Word by word and line by line, write out all of the records.

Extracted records
______

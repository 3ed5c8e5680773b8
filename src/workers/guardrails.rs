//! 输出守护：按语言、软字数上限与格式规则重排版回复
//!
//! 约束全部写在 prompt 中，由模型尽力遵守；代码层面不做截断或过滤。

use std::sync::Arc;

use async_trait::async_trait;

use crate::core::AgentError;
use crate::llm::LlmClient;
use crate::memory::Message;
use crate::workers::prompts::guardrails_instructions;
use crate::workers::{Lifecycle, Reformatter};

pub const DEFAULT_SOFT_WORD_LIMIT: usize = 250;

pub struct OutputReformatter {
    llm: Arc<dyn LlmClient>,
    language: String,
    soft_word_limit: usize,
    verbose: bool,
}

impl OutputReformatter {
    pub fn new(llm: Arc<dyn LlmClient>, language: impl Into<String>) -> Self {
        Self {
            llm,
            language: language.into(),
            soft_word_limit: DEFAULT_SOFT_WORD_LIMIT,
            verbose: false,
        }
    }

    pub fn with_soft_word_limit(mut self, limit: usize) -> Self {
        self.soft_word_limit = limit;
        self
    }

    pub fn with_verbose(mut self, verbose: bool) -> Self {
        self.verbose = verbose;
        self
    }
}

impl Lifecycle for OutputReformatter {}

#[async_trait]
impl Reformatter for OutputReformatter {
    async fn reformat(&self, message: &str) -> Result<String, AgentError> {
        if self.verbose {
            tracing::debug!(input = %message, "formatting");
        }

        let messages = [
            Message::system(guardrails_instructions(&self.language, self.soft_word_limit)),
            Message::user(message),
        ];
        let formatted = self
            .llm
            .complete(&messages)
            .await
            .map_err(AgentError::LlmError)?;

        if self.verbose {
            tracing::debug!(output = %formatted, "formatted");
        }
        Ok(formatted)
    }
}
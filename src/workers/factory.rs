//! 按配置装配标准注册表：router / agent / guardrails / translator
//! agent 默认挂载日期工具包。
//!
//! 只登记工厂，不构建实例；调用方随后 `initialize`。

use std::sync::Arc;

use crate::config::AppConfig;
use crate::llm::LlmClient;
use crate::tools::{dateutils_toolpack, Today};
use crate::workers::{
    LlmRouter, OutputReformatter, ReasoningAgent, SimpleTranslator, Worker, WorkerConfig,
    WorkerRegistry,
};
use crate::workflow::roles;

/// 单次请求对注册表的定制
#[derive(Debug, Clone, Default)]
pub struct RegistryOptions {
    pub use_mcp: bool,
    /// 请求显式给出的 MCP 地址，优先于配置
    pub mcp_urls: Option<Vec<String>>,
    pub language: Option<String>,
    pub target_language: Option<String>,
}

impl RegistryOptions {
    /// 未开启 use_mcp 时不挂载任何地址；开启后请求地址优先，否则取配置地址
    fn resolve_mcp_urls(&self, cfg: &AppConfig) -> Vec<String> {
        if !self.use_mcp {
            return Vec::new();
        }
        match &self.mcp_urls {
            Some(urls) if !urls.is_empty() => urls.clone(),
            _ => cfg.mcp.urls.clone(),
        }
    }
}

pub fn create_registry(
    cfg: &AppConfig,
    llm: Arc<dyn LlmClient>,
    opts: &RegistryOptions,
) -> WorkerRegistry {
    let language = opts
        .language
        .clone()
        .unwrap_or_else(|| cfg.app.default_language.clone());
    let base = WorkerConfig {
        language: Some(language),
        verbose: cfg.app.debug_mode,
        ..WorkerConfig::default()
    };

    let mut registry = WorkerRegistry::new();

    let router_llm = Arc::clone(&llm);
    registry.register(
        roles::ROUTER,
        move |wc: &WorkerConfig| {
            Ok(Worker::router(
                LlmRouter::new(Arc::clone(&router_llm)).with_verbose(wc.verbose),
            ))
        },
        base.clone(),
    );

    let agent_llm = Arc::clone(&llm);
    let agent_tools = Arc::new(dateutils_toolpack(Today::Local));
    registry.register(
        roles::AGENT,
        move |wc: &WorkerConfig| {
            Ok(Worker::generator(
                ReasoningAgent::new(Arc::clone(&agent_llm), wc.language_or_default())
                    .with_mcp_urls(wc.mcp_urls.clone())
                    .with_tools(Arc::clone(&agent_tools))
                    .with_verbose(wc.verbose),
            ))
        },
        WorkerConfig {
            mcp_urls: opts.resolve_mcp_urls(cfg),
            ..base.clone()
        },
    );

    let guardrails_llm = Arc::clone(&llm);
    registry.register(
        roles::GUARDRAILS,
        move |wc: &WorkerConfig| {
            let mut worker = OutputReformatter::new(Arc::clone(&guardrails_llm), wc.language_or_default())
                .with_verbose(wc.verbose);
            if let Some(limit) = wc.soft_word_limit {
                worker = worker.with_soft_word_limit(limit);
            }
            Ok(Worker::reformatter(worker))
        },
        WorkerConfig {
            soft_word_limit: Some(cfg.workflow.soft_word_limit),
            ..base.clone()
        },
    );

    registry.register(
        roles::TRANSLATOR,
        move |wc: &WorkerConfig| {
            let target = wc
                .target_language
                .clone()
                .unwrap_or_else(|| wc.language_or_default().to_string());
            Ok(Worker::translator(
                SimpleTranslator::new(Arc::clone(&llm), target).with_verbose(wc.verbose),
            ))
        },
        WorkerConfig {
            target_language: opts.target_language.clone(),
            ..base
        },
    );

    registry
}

______

Response area:
repository 3ed5c8e5680773b8
filename src/workers/guardrails.rs
//! 输出守护：按语言、软字数上限与格式规则重排版回复
//!
//! 约束全部写在 prompt 中，由模型尽力遵守；代码层面不做截断或过滤。

use std::sync::Arc;

use async_trait::async_trait;

use crate::core::AgentError;
use crate::llm::LlmClient;
use crate::memory::Message;
use crate::workers::prompts::guardrails_instructions;
use crate::workers::{Lifecycle, Reformatter};

pub const DEFAULT_SOFT_WORD_LIMIT: usize = 250;

pub struct OutputReformatter {
    llm: Arc<dyn LlmClient>,
    language: String,
    soft_word_limit: usize,
    verbose: bool,
}

impl OutputReformatter {
    pub fn new(llm: Arc<dyn LlmClient>, language: impl Into<String>) -> Self {
        Self {
            llm,
            language: language.into(),
            soft_word_limit: DEFAULT_SOFT_WORD_LIMIT,
            verbose: false,
        }
    }

    pub fn with_soft_word_limit(mut self, limit: usize) -> Self {
        self.soft_word_limit = limit;
        self
    }

    pub fn with_verbose(mut self, verbose: bool) -> Self {
        self.verbose = verbose;
        self
    }
}

impl Lifecycle for OutputReformatter {}

#[async_trait]
impl Reformatter for OutputReformatter {
    async fn reformat(&self, message: &str) -> Result<String, AgentError> {
        if self.verbose {
            tracing::debug!(input = %message, "formatting");
        }

        let messages = [
            Message::system(guardrails_instructions(&self.language, self.soft_word_limit)),
            Message::user(message),
        ];
        let formatted = self
            .llm
            .complete(&messages)
            .await
            .map_err(AgentError::LlmError)?;

        if self.verbose {
            tracing::debug!(output = %formatted, "formatted");
        }
        Ok(formatted)
    }
}
filename src/workers/factory.rs
//! 按配置装配标准注册表：router / agent / guardrails / translator
//! agent 默认挂载日期工具包。
//!
//! 只登记工厂，不构建实例；调用方随后 `initialize`。

use std::sync::Arc;

use crate::config::AppConfig;
use crate::llm::LlmClient;
use crate::tools::{dateutils_toolpack, Today};
use crate::workers::{
    LlmRouter, OutputReformatter, ReasoningAgent, SimpleTranslator, Worker, WorkerConfig,
    WorkerRegistry,
};
use crate::workflow::roles;

/// 单次请求对注册表的定制
#[derive(Debug, Clone, Default)]
pub struct RegistryOptions {
    pub use_mcp: bool,
    /// 请求显式给出的 MCP 地址，优先于配置
    pub mcp_urls: Option<Vec<String>>,
    pub language: Option<String>,
    pub target_language: Option<String>,
}

impl RegistryOptions {
    /// 未开启 use_mcp 时不挂载任何地址；开启后请求地址优先，否则取配置地址
    fn resolve_mcp_urls(&self, cfg: &AppConfig) -> Vec<String> {
        if !self.use_mcp {
            return Vec::new();
        }
        match &self.mcp_urls {
            Some(urls) if !urls.is_empty() => urls.clone(),
            _ => cfg.mcp.urls.clone(),
        }
    }
}

pub fn create_registry(
    cfg: &AppConfig,
    llm: Arc<dyn LlmClient>,
    opts: &RegistryOptions,
) -> WorkerRegistry {
    let language = opts
        .language
        .clone()
        .unwrap_or_else(|| cfg.app.default_language.clone());
    let base = WorkerConfig {
        language: Some(language),
        verbose: cfg.app.debug_mode,
        ..WorkerConfig::default()
    };

    let mut registry = WorkerRegistry::new();

    let router_llm = Arc::clone(&llm);
    registry.register(
        roles::ROUTER,
        move |wc: &WorkerConfig| {
            Ok(Worker::router(
                LlmRouter::new(Arc::clone(&router_llm)).with_verbose(wc.verbose),
            ))
        },
        base.clone(),
    );

    let agent_llm = Arc::clone(&llm);
    let agent_tools = Arc::new(dateutils_toolpack(Today::Local));
    registry.register(
        roles::AGENT,
        move |wc: &WorkerConfig| {
            Ok(Worker::generator(
                ReasoningAgent::new(Arc::clone(&agent_llm), wc.language_or_default())
                    .with_mcp_urls(wc.mcp_urls.clone())
                    .with_tools(Arc::clone(&agent_tools))
                    .with_verbose(wc.verbose),
            ))
        },
        WorkerConfig {
            mcp_urls: opts.resolve_mcp_urls(cfg),
            ..base.clone()
        },
    );

    let guardrails_llm = Arc::clone(&llm);
    registry.register(
        roles::GUARDRAILS,
        move |wc: &WorkerConfig| {
            let mut worker = OutputReformatter::new(Arc::clone(&guardrails_llm), wc.language_or_default())
                .with_verbose(wc.verbose);
            if let Some(limit) = wc.soft_word_limit {
                worker = worker.with_soft_word_limit(limit);
            }
            Ok(Worker::reformatter(worker))
        },
        WorkerConfig {
            soft_word_limit: Some(cfg.workflow.soft_word_limit),
            ..base.clone()
        },
    );

    registry.register(
        roles::TRANSLATOR,
        move |wc: &WorkerConfig| {
            let target = wc
                .target_language
                .clone()
                .unwrap_or_else(|| wc.language_or_default().to_string());
            Ok(Worker::translator(
                SimpleTranslator::new(Arc::clone(&llm), target).with_verbose(wc.verbose),
            ))
        },
        WorkerConfig {
            target_language: opts.target_language.clone(),
            ..base
        },
    );

    registry
}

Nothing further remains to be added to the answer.